» Try it
In the records below, find the line that contains "format_period_date(&enrollment.end)" and the line that contains "so deletes cascade", then retype exactly those two lines and every line between them.

═══ Information provided

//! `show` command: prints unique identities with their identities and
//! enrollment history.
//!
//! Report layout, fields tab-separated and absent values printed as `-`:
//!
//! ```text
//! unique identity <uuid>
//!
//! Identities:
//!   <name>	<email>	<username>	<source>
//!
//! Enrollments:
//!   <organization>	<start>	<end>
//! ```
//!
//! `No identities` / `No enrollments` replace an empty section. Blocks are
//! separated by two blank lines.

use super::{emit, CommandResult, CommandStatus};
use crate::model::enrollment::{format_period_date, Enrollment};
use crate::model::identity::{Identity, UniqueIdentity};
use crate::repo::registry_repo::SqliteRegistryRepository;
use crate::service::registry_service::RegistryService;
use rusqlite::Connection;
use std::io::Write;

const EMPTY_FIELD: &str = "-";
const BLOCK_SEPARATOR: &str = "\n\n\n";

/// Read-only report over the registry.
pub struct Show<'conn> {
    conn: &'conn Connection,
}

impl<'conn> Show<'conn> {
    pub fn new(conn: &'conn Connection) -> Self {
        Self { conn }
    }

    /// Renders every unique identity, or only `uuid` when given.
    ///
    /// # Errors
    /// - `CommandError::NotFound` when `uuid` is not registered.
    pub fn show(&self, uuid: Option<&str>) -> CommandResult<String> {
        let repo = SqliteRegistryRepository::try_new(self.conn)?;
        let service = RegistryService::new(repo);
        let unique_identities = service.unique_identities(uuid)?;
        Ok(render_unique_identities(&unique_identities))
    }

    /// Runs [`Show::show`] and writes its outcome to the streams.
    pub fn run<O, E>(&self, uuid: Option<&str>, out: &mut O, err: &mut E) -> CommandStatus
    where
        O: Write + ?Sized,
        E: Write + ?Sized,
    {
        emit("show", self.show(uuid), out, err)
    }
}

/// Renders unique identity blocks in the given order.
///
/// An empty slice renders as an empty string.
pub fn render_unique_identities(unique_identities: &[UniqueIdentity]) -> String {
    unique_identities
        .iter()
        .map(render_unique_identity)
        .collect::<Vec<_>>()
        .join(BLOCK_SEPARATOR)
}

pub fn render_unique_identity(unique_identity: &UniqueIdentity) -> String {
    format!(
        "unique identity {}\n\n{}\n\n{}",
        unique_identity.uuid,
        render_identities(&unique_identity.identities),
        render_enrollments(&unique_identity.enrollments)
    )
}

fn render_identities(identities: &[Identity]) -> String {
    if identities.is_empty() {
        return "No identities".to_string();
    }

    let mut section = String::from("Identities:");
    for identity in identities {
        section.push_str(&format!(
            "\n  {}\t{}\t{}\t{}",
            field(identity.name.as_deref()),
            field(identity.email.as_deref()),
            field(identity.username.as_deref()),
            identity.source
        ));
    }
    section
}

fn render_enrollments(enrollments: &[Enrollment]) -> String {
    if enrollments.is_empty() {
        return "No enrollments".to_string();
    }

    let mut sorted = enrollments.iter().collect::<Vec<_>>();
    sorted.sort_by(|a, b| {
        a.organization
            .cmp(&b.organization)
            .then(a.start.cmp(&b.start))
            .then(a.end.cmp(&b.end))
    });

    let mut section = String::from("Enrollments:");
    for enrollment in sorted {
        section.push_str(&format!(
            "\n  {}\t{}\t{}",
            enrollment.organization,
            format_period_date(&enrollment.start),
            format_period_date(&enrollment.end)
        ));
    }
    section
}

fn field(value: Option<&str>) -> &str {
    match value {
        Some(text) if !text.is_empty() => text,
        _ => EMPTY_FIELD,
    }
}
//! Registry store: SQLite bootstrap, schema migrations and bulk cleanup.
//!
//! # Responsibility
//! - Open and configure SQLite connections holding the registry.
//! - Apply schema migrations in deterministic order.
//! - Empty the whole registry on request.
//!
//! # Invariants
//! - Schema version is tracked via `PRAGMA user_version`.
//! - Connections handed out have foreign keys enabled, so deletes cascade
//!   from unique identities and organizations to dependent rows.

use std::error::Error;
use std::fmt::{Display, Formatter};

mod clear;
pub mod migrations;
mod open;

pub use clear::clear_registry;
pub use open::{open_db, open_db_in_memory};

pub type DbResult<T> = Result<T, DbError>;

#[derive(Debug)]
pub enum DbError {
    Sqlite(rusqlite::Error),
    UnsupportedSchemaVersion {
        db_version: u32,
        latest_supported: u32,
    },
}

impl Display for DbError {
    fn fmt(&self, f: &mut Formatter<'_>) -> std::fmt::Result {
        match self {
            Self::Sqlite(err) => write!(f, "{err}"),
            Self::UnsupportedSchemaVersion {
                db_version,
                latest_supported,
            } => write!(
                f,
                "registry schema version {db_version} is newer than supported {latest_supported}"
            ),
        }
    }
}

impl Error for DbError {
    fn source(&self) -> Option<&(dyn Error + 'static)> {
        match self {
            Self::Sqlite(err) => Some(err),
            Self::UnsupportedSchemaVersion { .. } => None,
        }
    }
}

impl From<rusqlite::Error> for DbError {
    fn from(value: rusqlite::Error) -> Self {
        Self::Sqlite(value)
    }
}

══════
═══ Information provided

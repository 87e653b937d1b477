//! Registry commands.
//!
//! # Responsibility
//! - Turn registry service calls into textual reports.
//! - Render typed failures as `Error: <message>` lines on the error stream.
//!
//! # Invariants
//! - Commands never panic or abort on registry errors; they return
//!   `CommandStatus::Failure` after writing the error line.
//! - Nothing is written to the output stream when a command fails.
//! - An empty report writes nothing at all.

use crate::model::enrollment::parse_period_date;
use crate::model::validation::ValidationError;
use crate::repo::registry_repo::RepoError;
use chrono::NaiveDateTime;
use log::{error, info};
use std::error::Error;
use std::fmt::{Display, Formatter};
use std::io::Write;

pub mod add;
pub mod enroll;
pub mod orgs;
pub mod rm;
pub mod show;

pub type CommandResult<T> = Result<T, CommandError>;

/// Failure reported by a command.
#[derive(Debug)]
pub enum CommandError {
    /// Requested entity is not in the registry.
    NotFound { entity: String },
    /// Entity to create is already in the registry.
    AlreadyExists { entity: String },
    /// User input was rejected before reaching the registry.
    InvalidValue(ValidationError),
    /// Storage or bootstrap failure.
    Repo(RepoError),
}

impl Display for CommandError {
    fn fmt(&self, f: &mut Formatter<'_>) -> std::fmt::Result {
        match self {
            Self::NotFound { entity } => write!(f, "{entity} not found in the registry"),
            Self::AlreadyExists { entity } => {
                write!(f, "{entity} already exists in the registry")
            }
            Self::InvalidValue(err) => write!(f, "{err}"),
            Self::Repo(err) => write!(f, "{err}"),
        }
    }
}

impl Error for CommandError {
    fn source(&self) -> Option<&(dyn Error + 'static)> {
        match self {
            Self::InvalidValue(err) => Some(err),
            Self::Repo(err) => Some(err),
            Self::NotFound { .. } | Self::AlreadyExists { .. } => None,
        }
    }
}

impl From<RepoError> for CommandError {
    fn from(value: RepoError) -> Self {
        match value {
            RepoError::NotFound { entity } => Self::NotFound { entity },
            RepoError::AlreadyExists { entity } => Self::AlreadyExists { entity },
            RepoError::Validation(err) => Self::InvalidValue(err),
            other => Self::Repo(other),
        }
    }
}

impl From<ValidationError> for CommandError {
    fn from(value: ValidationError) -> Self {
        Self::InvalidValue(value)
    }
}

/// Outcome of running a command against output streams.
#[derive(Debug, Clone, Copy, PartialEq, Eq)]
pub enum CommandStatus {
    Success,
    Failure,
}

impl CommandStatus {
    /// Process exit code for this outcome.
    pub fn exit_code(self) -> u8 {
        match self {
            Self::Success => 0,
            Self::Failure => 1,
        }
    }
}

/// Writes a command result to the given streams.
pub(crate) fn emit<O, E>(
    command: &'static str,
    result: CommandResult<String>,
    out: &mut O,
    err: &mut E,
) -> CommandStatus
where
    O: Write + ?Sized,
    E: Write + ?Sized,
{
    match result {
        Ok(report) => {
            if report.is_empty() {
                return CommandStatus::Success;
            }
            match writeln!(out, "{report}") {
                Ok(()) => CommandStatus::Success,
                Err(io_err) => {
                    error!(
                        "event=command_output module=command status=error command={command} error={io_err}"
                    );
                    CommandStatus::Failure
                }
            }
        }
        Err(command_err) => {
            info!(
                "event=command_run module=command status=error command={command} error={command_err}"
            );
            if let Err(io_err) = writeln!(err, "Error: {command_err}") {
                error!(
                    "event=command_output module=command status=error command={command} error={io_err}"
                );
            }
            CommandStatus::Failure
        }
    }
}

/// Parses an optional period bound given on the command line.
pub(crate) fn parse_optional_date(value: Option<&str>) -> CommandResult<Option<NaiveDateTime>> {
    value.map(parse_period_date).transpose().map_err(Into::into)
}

══════
═══ Information provided

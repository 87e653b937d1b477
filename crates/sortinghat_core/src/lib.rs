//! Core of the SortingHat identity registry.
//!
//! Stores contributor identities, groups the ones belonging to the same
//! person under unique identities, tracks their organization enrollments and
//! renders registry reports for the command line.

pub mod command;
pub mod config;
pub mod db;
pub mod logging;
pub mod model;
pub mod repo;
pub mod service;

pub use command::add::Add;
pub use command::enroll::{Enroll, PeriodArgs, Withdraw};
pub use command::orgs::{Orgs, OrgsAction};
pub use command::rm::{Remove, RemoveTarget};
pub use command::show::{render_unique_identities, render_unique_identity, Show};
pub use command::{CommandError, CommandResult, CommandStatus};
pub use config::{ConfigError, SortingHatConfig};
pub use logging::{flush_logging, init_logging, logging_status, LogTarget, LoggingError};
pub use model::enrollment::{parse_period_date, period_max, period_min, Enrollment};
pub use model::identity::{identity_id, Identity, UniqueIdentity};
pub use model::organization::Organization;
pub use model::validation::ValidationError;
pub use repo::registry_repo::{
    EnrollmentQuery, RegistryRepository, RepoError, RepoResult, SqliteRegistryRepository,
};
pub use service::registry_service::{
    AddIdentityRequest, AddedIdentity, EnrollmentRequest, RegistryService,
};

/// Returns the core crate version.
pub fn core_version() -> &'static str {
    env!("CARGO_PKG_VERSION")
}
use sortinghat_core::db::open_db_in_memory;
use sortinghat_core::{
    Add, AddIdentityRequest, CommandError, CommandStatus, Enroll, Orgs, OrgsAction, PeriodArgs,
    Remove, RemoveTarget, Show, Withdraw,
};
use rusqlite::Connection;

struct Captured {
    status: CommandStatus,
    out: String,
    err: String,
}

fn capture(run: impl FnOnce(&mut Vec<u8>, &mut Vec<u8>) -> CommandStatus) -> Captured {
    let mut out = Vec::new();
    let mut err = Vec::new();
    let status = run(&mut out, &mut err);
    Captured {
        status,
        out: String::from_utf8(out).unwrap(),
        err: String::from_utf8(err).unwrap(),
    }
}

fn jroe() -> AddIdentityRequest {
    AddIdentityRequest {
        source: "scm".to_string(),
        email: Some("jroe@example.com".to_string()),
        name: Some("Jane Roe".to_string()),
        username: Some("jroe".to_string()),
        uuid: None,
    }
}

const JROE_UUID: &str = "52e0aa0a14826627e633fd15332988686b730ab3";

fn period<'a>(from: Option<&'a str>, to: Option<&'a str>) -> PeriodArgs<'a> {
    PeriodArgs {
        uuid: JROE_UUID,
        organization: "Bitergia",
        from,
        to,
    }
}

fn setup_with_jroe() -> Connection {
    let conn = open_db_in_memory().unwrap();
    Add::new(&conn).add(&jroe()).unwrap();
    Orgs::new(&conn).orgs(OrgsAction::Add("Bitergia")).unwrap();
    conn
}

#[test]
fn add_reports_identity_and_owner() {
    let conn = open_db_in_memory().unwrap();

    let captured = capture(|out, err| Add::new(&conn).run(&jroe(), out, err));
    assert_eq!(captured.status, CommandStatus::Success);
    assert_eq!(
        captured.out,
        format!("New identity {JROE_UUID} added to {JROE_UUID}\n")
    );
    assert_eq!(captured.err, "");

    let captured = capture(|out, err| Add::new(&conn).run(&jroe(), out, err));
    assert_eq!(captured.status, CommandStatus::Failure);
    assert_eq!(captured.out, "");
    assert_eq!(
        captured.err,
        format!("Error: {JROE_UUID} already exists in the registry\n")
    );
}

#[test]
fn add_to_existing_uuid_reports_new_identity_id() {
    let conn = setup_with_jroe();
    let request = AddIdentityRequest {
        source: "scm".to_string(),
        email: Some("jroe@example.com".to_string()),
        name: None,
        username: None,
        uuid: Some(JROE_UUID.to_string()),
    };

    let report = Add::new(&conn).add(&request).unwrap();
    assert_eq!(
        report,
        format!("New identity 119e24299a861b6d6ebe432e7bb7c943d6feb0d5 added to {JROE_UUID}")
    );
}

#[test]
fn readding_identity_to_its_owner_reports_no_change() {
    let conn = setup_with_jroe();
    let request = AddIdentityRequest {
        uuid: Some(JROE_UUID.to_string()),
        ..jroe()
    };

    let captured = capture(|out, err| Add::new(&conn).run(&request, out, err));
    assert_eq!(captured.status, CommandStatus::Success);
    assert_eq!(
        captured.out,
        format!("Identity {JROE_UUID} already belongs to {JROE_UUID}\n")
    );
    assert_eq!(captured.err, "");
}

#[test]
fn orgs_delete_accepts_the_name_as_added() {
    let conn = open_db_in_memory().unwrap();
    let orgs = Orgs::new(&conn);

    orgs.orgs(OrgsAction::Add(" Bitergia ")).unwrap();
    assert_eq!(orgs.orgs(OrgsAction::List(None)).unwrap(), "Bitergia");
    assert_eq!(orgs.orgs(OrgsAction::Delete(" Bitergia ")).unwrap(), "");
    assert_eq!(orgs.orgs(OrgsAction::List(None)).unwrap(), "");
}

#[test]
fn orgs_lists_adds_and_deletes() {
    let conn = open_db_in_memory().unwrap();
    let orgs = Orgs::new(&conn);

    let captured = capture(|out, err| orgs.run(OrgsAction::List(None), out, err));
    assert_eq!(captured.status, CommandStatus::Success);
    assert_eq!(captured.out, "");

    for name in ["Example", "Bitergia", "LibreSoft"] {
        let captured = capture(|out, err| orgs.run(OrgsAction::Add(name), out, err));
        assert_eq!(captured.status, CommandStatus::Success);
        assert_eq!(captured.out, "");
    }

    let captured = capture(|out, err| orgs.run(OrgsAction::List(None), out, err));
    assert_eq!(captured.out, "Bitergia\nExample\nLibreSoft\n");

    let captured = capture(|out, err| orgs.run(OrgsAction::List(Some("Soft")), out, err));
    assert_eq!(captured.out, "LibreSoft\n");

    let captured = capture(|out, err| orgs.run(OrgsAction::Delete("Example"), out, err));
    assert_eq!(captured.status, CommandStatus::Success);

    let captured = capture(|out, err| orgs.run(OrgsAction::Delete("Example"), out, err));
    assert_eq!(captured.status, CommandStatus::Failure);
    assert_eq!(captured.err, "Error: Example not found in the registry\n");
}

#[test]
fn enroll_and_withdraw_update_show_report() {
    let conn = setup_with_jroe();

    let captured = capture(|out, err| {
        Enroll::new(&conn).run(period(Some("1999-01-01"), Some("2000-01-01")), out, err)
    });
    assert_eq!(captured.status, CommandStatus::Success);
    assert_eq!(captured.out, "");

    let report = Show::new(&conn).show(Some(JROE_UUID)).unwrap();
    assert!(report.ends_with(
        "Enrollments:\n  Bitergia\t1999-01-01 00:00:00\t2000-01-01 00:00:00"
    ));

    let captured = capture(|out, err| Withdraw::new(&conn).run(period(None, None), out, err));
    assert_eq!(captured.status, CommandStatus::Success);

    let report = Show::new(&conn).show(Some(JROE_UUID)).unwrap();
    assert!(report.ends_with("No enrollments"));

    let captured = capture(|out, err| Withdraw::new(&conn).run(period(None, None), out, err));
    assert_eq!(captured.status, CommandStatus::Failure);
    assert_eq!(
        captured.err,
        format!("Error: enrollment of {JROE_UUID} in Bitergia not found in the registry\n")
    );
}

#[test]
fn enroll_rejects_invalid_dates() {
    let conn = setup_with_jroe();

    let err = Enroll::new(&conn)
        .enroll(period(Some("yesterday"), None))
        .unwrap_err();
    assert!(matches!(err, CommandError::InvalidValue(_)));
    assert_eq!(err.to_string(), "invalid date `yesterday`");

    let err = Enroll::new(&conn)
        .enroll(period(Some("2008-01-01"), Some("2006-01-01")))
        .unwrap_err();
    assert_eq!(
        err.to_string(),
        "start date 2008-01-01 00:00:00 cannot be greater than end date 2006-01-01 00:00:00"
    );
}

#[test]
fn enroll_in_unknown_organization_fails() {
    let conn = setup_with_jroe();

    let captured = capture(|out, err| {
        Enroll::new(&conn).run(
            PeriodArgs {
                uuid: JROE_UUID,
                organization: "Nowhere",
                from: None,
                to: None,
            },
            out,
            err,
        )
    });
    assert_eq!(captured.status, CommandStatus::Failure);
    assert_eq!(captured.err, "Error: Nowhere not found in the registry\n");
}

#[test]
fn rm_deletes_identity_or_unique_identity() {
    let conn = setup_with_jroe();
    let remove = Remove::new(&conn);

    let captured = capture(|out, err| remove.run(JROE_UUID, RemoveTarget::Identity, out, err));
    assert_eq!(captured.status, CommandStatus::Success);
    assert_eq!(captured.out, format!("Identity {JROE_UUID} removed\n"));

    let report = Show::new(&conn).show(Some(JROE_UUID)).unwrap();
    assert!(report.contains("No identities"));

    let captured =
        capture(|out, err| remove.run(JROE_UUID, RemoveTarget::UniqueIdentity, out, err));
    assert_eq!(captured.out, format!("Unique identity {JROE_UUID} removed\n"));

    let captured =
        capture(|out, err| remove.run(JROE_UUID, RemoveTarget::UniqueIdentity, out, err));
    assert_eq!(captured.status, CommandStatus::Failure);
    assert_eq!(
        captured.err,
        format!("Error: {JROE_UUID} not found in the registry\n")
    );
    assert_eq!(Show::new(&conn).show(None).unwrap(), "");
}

══════

» Problem solution
            format_period_date(&enrollment.end)
        ));
    }
    section
}

fn field(value: Option<&str>) -> &str {
    match value {
        Some(text) if !text.is_empty() => text,
        _ => EMPTY_FIELD,
    }
}
//! Registry store: SQLite bootstrap, schema migrations and bulk cleanup.
//!
//! # Responsibility
//! - Open and configure SQLite connections holding the registry.
//! - Apply schema migrations in deterministic order.
//! - Empty the whole registry on request.
//!
//! # Invariants
//! - Schema version is tracked via `PRAGMA user_version`.
//! - Connections handed out have foreign keys enabled, so deletes cascade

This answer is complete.